(Supplied data Opens)

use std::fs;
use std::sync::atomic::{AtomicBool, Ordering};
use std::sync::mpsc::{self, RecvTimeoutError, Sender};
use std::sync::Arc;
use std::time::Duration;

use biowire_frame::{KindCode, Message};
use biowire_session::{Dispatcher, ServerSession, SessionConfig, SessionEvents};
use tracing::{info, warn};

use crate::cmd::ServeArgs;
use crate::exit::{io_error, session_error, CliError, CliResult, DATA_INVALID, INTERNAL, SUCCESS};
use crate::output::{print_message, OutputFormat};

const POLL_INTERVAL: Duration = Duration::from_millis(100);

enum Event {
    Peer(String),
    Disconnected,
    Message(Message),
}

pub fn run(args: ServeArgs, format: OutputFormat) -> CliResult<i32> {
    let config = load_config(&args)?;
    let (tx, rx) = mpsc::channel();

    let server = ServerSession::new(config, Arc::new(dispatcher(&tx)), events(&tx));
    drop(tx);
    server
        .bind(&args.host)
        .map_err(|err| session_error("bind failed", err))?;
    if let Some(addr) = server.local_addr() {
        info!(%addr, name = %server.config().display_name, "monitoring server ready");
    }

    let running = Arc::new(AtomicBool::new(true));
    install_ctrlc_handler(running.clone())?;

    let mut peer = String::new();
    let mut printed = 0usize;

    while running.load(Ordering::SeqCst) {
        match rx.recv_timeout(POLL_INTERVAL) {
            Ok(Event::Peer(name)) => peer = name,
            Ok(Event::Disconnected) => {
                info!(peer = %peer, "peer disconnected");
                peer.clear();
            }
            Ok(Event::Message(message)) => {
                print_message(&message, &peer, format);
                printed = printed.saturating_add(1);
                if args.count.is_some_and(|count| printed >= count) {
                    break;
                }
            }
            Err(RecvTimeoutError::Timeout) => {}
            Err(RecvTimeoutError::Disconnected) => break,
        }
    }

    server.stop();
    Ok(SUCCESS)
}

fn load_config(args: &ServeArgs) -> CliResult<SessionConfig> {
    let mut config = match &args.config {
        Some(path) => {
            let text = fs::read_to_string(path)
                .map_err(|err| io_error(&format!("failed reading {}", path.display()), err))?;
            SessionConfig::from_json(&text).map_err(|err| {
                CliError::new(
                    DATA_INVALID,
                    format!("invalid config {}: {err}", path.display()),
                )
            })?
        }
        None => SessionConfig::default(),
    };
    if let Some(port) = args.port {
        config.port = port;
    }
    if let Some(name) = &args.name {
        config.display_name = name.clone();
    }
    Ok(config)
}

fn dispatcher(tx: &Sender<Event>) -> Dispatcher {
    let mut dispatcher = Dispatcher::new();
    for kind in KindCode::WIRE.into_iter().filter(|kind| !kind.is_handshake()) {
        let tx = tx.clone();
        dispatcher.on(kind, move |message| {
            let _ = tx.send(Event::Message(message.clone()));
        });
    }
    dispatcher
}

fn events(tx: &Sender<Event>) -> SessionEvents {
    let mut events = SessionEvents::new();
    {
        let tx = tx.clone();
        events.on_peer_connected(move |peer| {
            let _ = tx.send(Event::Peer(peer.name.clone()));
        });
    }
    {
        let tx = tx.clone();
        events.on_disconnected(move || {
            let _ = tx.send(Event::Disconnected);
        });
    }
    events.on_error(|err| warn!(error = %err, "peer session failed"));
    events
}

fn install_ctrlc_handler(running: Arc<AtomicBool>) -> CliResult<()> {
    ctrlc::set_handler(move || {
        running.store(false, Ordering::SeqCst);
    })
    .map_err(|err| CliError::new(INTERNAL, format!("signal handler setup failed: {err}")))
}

(Supplied data Closes)

## The problem
Copy whichever lines of the records above contain the word "CliError".

## Solution
use crate::exit::{io_error, session_error, CliError, CliResult, DATA_INVALID, INTERNAL, SUCCESS};
                CliError::new(
    .map_err(|err| CliError::new(INTERNAL, format!("signal handler setup failed: {err}")))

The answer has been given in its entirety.